O problema, muitos empresários começam a pensar, diz respeito ao coração do governo, diz respeito à presidência do Conselho e diz respeito à dificuldade com que Meloni consegue entrar na cabeça de quem faz negócios. E nessa dificuldade há uma série de problemas que se multiplicam. A péssima relação que Meloni tem com Milão, cidade que em praticamente três anos de governo recebeu visitas do primeiro-ministro apenas em ocasiões especiais. A quase total ausência de tempo dedicado pelo primeiro-ministro a um relacionamento com os empresários que não se limite ao relacionamento com aqueles que os representam, e aqui também as poucas visitas feitas nos últimos anos a locais de produção italianos pesam e se destacam na agenda do primeiro-ministro. A dificuldade, ou melhor, o constrangimento demonstrado por cada representante do governo cada vez que algum interlocutor pergunta se, além da baixa divulgação, ótima notícia, há alguma ação por parte do governo visando tornar a Itália mais atraente (resposta habitual: estamos trabalhando nisso, veremos mais tarde, no momento, nada de novo na agenda).

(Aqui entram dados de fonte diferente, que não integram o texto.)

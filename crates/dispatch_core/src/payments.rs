//! Idempotent payment settlement with bounded, explicit retries.
//!
//! A payment is created at most once per idempotency key; replays return
//! the stored record without touching the gateway. The gateway itself is an
//! opaque, latency-bearing boolean outcome, bounded by a timeout (an
//! elapsed timeout counts as a decline — the charge outcome, not its
//! cancellation, decides payment status). Retries never happen
//! automatically and are capped at a configured attempt count; past the cap
//! a retry is a hard domain-rule violation and the gateway is not invoked.

use std::sync::Arc;

use async_trait::async_trait;
use tracing::{info, warn};
use uuid::Uuid;

use crate::config::PaymentConfig;
use crate::error::{DispatchError, DispatchResult};
use crate::model::{Payment, PaymentRequest, PaymentStatus};
use crate::notify::NotificationPublisher;
use crate::store::{EntityLocks, PaymentStore, RideStore, TripStore};

/// External payment service provider. Implementations may be slow; callers
/// bound every charge with the configured timeout.
#[async_trait]
pub trait PaymentGateway: Send + Sync {
    /// `true` when the charge was approved.
    async fn charge(&self, payment: &Payment) -> bool;
}

pub struct PaymentSettlement {
    payments: Arc<dyn PaymentStore>,
    rides: Arc<dyn RideStore>,
    trips: Arc<dyn TripStore>,
    gateway: Arc<dyn PaymentGateway>,
    notifier: NotificationPublisher,
    locks: Arc<EntityLocks>,
    config: PaymentConfig,
}

impl PaymentSettlement {
    pub fn new(
        payments: Arc<dyn PaymentStore>,
        rides: Arc<dyn RideStore>,
        trips: Arc<dyn TripStore>,
        gateway: Arc<dyn PaymentGateway>,
        notifier: NotificationPublisher,
        locks: Arc<EntityLocks>,
        config: PaymentConfig,
    ) -> Self {
        Self {
            payments,
            rides,
            trips,
            gateway,
            notifier,
            locks,
            config,
        }
    }

    /// Create and settle a payment, or replay the stored outcome for a
    /// known idempotency key. The default key is deterministic in the ride
    /// and trip, so client retries without an explicit key still dedupe.
    pub async fn process(&self, request: PaymentRequest) -> DispatchResult<Payment> {
        let idempotency_key = request
            .idempotency_key
            .clone()
            .filter(|key| !key.is_empty())
            .unwrap_or_else(|| format!("payment-{}-{}", request.ride_id, request.trip_id));

        if let Some(existing) = self
            .payments
            .find_by_idempotency_key(&idempotency_key)
            .await?
        {
            info!(key = %idempotency_key, payment = %existing.id, "duplicate payment request");
            return Ok(existing);
        }

        let ride = self
            .rides
            .get(request.ride_id)
            .await?
            .ok_or(DispatchError::RideNotFound(request.ride_id))?;
        self.trips
            .get(request.trip_id)
            .await?
            .ok_or(DispatchError::TripNotFound(request.trip_id))?;
        let driver_id = ride.driver_id.ok_or(DispatchError::InvalidRideState {
            ride: ride.id,
            status: ride.status,
            action: "settle payment",
        })?;

        let payment = Payment::new(idempotency_key, &request, ride.rider_id, driver_id);
        let payment = match self.payments.insert(payment).await {
            Ok(payment) => payment,
            // Lost a race with a concurrent request for the same key; the
            // winner's record is authoritative and the gateway is not
            // called again.
            Err(DispatchError::DuplicateKey { key, .. }) => {
                let existing = self
                    .payments
                    .find_by_idempotency_key(&key)
                    .await?
                    .ok_or(DispatchError::PaymentNotFoundForRide(request.ride_id))?;
                info!(key = %key, payment = %existing.id, "concurrent duplicate payment request");
                return Ok(existing);
            }
            Err(err) => return Err(err),
        };

        self.charge_and_record(payment).await
    }

    /// Explicitly retry a failed payment. A successful payment is returned
    /// unchanged; past the retry cap the call fails without touching the
    /// gateway.
    pub async fn retry(&self, payment_id: Uuid) -> DispatchResult<Payment> {
        let _guard = self.locks.acquire(payment_id).await;

        let mut payment = self
            .payments
            .get(payment_id)
            .await?
            .ok_or(DispatchError::PaymentNotFound(payment_id))?;

        if payment.status == PaymentStatus::Success {
            warn!(payment = %payment_id, "payment already successful, skipping retry");
            return Ok(payment);
        }
        if payment.retry_count >= self.config.max_retries {
            return Err(DispatchError::RetryExhausted(payment_id));
        }

        payment.retry_count += 1;
        payment.status = PaymentStatus::Processing;
        let payment = self.payments.update(payment).await?;

        self.charge_and_record(payment).await
    }

    pub async fn payment_by_ride(&self, ride_id: Uuid) -> DispatchResult<Payment> {
        self.payments
            .find_by_ride(ride_id)
            .await?
            .ok_or(DispatchError::PaymentNotFoundForRide(ride_id))
    }

    async fn charge_with_timeout(&self, payment: &Payment) -> bool {
        match tokio::time::timeout(self.config.gateway_timeout, self.gateway.charge(payment)).await
        {
            Ok(approved) => approved,
            Err(_) => {
                warn!(payment = %payment.id, "payment gateway timed out");
                false
            }
        }
    }

    async fn charge_and_record(&self, mut payment: Payment) -> DispatchResult<Payment> {
        let approved = self.charge_with_timeout(&payment).await;

        if approved {
            payment.status = PaymentStatus::Success;
            payment.transaction_id = Some(Uuid::new_v4().to_string());
            payment.failure_reason = None;
        } else {
            payment.status = PaymentStatus::Failed;
            payment.failure_reason = Some("Payment gateway declined".to_string());
        }
        let payment = self.payments.update(payment).await?;

        if approved {
            info!(payment = %payment.id, ride = %payment.ride_id, amount = payment.amount, "payment successful");
            self.notifier.payment_succeeded(&payment);
        } else {
            warn!(payment = %payment.id, ride = %payment.ride_id, "payment failed");
            self.notifier.payment_failed(&payment);
        }
        Ok(payment)
    }
}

Giorgia Meloni , há alguns dias, quase como se quisesse exorcizar a questão, durante uma reunião com a Amazon Itália, usou as seguintes palavras. “Construir uma política de desenvolvimento de longo prazo também significa trabalhar para criar as condições para que cada vez mais empresas e cada vez mais investidores escolham o nosso país para produzir, criar empregos, gerar bem-estar. Em outras palavras, a mensagem que pretendemos enviar à Europa e ao mundo é tão simples quanto poderosa: 'Make in Italy'. Em outras palavras: escolha a Itália, porque a economia é sólida e resiliente, há um ambiente favorável ao investimento e você pode contar com um sistema industrial e de manufatura de primeira linha, que cria valor agregado e multiplica oportunidades”. Com palavras chegamos lá, com fatos nem tanto . E se um dia Meloni se perguntasse o que não está funcionando em seu governo, em vez de procurar algum ministro responsável ou algum aliado indisciplinado, ela deveria se perguntar o que o governo fez para “criar as condições para que cada vez mais empresas e cada vez mais investidores escolham o nosso país para produzir, criar empregos, gerar bem-estar”. As respostas, infelizmente, seriam muito decepcionantes.